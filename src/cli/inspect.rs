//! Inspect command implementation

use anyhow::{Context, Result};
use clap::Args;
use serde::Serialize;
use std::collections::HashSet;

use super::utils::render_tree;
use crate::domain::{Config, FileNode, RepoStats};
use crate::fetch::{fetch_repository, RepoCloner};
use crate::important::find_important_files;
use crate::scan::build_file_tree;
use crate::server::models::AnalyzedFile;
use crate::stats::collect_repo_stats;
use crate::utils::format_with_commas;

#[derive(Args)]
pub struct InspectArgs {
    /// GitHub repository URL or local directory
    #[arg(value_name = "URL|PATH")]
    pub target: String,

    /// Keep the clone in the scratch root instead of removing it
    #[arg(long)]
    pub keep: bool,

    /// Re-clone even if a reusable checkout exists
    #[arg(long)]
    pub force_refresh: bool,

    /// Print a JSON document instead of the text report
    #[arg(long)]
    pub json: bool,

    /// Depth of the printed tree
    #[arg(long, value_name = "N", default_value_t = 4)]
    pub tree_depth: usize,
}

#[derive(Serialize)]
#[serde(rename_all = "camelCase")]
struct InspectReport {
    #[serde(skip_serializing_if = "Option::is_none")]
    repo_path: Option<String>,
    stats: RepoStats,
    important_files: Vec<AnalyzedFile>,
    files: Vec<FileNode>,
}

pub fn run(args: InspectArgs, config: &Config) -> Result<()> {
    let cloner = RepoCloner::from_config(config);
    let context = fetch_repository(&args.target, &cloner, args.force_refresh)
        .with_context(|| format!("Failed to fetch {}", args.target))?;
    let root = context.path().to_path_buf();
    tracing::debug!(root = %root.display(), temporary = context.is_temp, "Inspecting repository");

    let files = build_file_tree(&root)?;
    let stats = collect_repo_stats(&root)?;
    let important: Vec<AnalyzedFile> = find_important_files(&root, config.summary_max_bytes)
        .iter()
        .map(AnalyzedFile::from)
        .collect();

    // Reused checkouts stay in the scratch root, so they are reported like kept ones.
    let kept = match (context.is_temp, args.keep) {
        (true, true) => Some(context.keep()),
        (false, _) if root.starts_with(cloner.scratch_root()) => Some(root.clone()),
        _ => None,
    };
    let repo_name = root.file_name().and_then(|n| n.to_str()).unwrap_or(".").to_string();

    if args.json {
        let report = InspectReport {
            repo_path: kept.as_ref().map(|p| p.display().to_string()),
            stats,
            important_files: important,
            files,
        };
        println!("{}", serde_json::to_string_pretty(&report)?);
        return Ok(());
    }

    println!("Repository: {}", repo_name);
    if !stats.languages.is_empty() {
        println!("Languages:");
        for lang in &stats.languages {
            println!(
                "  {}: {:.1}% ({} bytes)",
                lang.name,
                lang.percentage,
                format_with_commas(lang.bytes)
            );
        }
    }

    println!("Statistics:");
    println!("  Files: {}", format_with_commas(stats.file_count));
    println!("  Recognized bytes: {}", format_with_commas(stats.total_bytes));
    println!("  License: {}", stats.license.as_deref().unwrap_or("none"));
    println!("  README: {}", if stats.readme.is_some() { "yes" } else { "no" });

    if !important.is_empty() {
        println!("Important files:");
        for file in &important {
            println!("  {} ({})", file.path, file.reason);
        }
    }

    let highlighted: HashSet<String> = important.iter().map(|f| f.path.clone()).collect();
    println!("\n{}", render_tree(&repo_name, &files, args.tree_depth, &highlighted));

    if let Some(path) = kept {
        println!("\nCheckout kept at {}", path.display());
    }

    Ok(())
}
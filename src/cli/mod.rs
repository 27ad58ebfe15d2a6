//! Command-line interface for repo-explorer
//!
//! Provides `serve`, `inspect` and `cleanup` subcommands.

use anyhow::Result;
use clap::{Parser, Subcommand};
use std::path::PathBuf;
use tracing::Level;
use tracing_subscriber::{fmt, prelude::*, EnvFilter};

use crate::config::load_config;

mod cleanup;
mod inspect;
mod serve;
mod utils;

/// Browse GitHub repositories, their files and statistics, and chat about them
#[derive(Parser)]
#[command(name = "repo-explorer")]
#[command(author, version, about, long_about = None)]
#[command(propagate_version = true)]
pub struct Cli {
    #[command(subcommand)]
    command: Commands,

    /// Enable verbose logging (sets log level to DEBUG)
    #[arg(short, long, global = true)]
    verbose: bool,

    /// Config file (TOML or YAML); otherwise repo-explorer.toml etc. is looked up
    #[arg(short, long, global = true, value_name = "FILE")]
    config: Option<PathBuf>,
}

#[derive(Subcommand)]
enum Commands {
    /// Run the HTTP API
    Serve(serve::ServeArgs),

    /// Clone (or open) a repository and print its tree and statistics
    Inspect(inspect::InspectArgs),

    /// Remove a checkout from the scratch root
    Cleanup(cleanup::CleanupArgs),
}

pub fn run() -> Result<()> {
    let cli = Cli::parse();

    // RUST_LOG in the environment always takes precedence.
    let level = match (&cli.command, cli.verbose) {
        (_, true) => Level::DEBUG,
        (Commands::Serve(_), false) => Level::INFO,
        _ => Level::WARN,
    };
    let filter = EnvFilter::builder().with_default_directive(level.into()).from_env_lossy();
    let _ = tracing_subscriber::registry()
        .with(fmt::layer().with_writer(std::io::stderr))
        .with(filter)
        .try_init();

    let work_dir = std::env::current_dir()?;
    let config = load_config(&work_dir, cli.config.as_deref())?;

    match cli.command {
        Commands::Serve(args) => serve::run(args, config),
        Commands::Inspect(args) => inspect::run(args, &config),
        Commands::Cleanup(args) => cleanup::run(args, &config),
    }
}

EXERCISE BRIEF
For every line above that holds the word "AnalyzedFile", report the whole line.

REPLY
use crate::server::models::AnalyzedFile;
    important_files: Vec<AnalyzedFile>,
    let important: Vec<AnalyzedFile> = find_important_files(&root, config.summary_max_bytes)
        .map(AnalyzedFile::from)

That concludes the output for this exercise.